==== Input material

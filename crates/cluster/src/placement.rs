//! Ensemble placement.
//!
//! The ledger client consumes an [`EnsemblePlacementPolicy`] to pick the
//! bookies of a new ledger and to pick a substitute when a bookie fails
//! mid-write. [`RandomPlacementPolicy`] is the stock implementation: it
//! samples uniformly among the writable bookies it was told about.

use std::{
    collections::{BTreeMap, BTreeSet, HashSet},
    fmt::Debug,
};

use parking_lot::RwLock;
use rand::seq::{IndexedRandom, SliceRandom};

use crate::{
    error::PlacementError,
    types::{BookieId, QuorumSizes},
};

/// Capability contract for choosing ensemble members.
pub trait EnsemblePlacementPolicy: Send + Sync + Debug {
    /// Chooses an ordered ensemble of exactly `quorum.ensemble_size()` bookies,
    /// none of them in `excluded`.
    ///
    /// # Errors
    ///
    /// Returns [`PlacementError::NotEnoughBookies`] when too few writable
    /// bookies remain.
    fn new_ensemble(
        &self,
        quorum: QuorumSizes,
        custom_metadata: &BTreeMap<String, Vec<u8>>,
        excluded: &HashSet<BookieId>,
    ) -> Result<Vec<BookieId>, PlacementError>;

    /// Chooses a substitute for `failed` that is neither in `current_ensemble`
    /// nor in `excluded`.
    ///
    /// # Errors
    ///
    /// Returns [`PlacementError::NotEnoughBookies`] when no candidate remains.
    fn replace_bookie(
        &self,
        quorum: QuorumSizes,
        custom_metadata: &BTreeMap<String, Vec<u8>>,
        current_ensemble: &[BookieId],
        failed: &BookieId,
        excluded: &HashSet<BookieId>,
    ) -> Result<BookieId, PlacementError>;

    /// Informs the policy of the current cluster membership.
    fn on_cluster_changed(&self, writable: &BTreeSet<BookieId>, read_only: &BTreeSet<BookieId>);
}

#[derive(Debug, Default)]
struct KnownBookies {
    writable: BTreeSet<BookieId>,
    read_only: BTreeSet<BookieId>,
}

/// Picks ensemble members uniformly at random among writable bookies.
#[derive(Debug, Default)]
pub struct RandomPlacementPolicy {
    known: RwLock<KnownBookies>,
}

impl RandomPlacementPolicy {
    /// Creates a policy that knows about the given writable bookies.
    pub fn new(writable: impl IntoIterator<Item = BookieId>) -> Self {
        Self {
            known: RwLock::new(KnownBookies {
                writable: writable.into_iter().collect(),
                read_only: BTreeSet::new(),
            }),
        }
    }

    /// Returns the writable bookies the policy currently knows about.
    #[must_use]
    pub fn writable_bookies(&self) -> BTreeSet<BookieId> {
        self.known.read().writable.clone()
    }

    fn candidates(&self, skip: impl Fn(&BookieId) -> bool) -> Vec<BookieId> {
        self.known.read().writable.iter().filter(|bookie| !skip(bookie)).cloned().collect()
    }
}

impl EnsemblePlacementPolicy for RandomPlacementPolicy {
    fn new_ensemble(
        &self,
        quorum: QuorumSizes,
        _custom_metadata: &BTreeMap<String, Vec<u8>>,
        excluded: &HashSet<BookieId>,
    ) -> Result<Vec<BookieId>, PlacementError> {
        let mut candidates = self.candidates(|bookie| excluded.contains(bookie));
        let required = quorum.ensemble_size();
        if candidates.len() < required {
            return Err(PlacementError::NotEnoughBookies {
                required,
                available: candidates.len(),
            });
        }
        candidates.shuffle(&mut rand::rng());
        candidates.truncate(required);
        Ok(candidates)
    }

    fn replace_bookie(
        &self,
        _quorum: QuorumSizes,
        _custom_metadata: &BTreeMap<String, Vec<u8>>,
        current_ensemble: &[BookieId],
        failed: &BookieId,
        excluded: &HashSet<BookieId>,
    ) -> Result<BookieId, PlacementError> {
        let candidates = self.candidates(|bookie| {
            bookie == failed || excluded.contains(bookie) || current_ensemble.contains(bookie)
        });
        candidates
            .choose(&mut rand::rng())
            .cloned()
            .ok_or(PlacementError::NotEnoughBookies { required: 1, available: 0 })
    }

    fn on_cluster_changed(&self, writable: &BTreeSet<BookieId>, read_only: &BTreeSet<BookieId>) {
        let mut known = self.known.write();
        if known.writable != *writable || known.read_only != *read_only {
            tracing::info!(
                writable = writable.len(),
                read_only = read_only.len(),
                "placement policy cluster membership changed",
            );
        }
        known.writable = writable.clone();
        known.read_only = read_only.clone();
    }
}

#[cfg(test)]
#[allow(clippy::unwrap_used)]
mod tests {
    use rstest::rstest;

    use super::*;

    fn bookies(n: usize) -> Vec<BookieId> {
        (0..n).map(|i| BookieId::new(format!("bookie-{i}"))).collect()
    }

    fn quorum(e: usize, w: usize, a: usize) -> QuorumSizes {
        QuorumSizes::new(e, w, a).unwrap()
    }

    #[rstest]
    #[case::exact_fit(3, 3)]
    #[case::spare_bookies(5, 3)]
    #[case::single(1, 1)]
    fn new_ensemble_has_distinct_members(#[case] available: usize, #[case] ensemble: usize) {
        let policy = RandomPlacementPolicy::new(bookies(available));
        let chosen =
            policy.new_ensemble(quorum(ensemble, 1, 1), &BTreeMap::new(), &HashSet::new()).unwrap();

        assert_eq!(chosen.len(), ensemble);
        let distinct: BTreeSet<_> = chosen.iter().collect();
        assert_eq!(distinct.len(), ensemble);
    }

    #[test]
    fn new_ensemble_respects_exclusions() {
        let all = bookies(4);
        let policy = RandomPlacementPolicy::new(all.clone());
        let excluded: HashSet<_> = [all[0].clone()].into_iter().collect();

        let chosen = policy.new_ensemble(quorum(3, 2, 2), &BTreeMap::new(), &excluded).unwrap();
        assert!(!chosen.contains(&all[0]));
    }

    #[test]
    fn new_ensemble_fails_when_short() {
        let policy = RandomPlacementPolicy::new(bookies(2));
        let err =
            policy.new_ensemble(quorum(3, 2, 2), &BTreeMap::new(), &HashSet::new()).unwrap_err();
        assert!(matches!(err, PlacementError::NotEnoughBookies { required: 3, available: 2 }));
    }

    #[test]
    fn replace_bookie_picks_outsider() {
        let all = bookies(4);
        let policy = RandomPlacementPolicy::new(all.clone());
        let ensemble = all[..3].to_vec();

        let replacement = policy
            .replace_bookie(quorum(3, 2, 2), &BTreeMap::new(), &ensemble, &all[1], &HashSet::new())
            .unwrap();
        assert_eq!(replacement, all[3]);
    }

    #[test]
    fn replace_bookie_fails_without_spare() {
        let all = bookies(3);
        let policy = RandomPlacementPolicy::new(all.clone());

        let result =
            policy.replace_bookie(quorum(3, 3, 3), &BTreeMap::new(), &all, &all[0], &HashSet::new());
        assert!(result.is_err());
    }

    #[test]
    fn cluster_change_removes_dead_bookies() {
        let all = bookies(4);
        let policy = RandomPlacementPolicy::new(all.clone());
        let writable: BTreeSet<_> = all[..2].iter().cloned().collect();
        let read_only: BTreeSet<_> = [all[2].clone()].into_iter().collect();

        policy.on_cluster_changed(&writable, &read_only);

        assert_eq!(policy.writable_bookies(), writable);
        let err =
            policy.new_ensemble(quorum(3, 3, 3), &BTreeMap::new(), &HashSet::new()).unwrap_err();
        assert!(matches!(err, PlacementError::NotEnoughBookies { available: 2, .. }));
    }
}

========

* **Task**
Please output each entry above exactly, leaving nothing out.

* **Answer area**
filename crates/cluster/src/placement.rs
//! Ensemble placement.
//!
//! The ledger client consumes an [`EnsemblePlacementPolicy`] to pick the
//! bookies of a new ledger and to pick a substitute when a bookie fails
//! mid-write. [`RandomPlacementPolicy`] is the stock implementation: it
//! samples uniformly among the writable bookies it was told about.

use std::{
    collections::{BTreeMap, BTreeSet, HashSet},
    fmt::Debug,
};

use parking_lot::RwLock;
use rand::seq::{IndexedRandom, SliceRandom};

use crate::{
    error::PlacementError,
    types::{BookieId, QuorumSizes},
};

/// Capability contract for choosing ensemble members.
pub trait EnsemblePlacementPolicy: Send + Sync + Debug {
    /// Chooses an ordered ensemble of exactly `quorum.ensemble_size()` bookies,
    /// none of them in `excluded`.
    ///
    /// # Errors
    ///
    /// Returns [`PlacementError::NotEnoughBookies`] when too few writable
    /// bookies remain.
    fn new_ensemble(
        &self,
        quorum: QuorumSizes,
        custom_metadata: &BTreeMap<String, Vec<u8>>,
        excluded: &HashSet<BookieId>,
    ) -> Result<Vec<BookieId>, PlacementError>;

    /// Chooses a substitute for `failed` that is neither in `current_ensemble`
    /// nor in `excluded`.
    ///
    /// # Errors
    ///
    /// Returns [`PlacementError::NotEnoughBookies`] when no candidate remains.
    fn replace_bookie(
        &self,
        quorum: QuorumSizes,
        custom_metadata: &BTreeMap<String, Vec<u8>>,
        current_ensemble: &[BookieId],
        failed: &BookieId,
        excluded: &HashSet<BookieId>,
    ) -> Result<BookieId, PlacementError>;

    /// Informs the policy of the current cluster membership.
    fn on_cluster_changed(&self, writable: &BTreeSet<BookieId>, read_only: &BTreeSet<BookieId>);
}

#[derive(Debug, Default)]
struct KnownBookies {
    writable: BTreeSet<BookieId>,
    read_only: BTreeSet<BookieId>,
}

/// Picks ensemble members uniformly at random among writable bookies.
#[derive(Debug, Default)]
pub struct RandomPlacementPolicy {
    known: RwLock<KnownBookies>,
}

impl RandomPlacementPolicy {
    /// Creates a policy that knows about the given writable bookies.
    pub fn new(writable: impl IntoIterator<Item = BookieId>) -> Self {
        Self {
            known: RwLock::new(KnownBookies {
                writable: writable.into_iter().collect(),
                read_only: BTreeSet::new(),
            }),
        }
    }

    /// Returns the writable bookies the policy currently knows about.
    #[must_use]
    pub fn writable_bookies(&self) -> BTreeSet<BookieId> {
        self.known.read().writable.clone()
    }

    fn candidates(&self, skip: impl Fn(&BookieId) -> bool) -> Vec<BookieId> {
        self.known.read().writable.iter().filter(|bookie| !skip(bookie)).cloned().collect()
    }
}

impl EnsemblePlacementPolicy for RandomPlacementPolicy {
    fn new_ensemble(
        &self,
        quorum: QuorumSizes,
        _custom_metadata: &BTreeMap<String, Vec<u8>>,
        excluded: &HashSet<BookieId>,
    ) -> Result<Vec<BookieId>, PlacementError> {
        let mut candidates = self.candidates(|bookie| excluded.contains(bookie));
        let required = quorum.ensemble_size();
        if candidates.len() < required {
            return Err(PlacementError::NotEnoughBookies {
                required,
                available: candidates.len(),
            });
        }
        candidates.shuffle(&mut rand::rng());
        candidates.truncate(required);
        Ok(candidates)
    }

    fn replace_bookie(
        &self,
        _quorum: QuorumSizes,
        _custom_metadata: &BTreeMap<String, Vec<u8>>,
        current_ensemble: &[BookieId],
        failed: &BookieId,
        excluded: &HashSet<BookieId>,
    ) -> Result<BookieId, PlacementError> {
        let candidates = self.candidates(|bookie| {
            bookie == failed || excluded.contains(bookie) || current_ensemble.contains(bookie)
        });
        candidates
            .choose(&mut rand::rng())
            .cloned()
            .ok_or(PlacementError::NotEnoughBookies { required: 1, available: 0 })
    }

    fn on_cluster_changed(&self, writable: &BTreeSet<BookieId>, read_only: &BTreeSet<BookieId>) {
        let mut known = self.known.write();
        if known.writable != *writable || known.read_only != *read_only {
            tracing::info!(
                writable = writable.len(),
                read_only = read_only.len(),
                "placement policy cluster membership changed",
            );
        }
        known.writable = writable.clone();
        known.read_only = read_only.clone();
    }
}

#[cfg(test)]
#[allow(clippy::unwrap_used)]
mod tests {
    use rstest::rstest;

    use super::*;

    fn bookies(n: usize) -> Vec<BookieId> {
        (0..n).map(|i| BookieId::new(format!("bookie-{i}"))).collect()
    }

    fn quorum(e: usize, w: usize, a: usize) -> QuorumSizes {
        QuorumSizes::new(e, w, a).unwrap()
    }

    #[rstest]
    #[case::exact_fit(3, 3)]
    #[case::spare_bookies(5, 3)]
    #[case::single(1, 1)]
    fn new_ensemble_has_distinct_members(#[case] available: usize, #[case] ensemble: usize) {
        let policy = RandomPlacementPolicy::new(bookies(available));
        let chosen =
            policy.new_ensemble(quorum(ensemble, 1, 1), &BTreeMap::new(), &HashSet::new()).unwrap();

        assert_eq!(chosen.len(), ensemble);
        let distinct: BTreeSet<_> = chosen.iter().collect();
        assert_eq!(distinct.len(), ensemble);
    }

    #[test]
    fn new_ensemble_respects_exclusions() {
        let all = bookies(4);
        let policy = RandomPlacementPolicy::new(all.clone());
        let excluded: HashSet<_> = [all[0].clone()].into_iter().collect();

        let chosen = policy.new_ensemble(quorum(3, 2, 2), &BTreeMap::new(), &excluded).unwrap();
        assert!(!chosen.contains(&all[0]));
    }

    #[test]
    fn new_ensemble_fails_when_short() {
        let policy = RandomPlacementPolicy::new(bookies(2));
        let err =
            policy.new_ensemble(quorum(3, 2, 2), &BTreeMap::new(), &HashSet::new()).unwrap_err();
        assert!(matches!(err, PlacementError::NotEnoughBookies { required: 3, available: 2 }));
    }

    #[test]
    fn replace_bookie_picks_outsider() {
        let all = bookies(4);
        let policy = RandomPlacementPolicy::new(all.clone());
        let ensemble = all[..3].to_vec();

        let replacement = policy
            .replace_bookie(quorum(3, 2, 2), &BTreeMap::new(), &ensemble, &all[1], &HashSet::new())
            .unwrap();
        assert_eq!(replacement, all[3]);
    }

    #[test]
    fn replace_bookie_fails_without_spare() {
        let all = bookies(3);
        let policy = RandomPlacementPolicy::new(all.clone());

        let result =
            policy.replace_bookie(quorum(3, 3, 3), &BTreeMap::new(), &all, &all[0], &HashSet::new());
        assert!(result.is_err());
    }

    #[test]
    fn cluster_change_removes_dead_bookies() {
        let all = bookies(4);
        let policy = RandomPlacementPolicy::new(all.clone());
        let writable: BTreeSet<_> = all[..2].iter().cloned().collect();
        let read_only: BTreeSet<_> = [all[2].clone()].into_iter().collect();

        policy.on_cluster_changed(&writable, &read_only);

        assert_eq!(policy.writable_bookies(), writable);
        let err =
            policy.new_ensemble(quorum(3, 3, 3), &BTreeMap::new(), &HashSet::new()).unwrap_err();
        assert!(matches!(err, PlacementError::NotEnoughBookies { available: 2, .. }));
    }
}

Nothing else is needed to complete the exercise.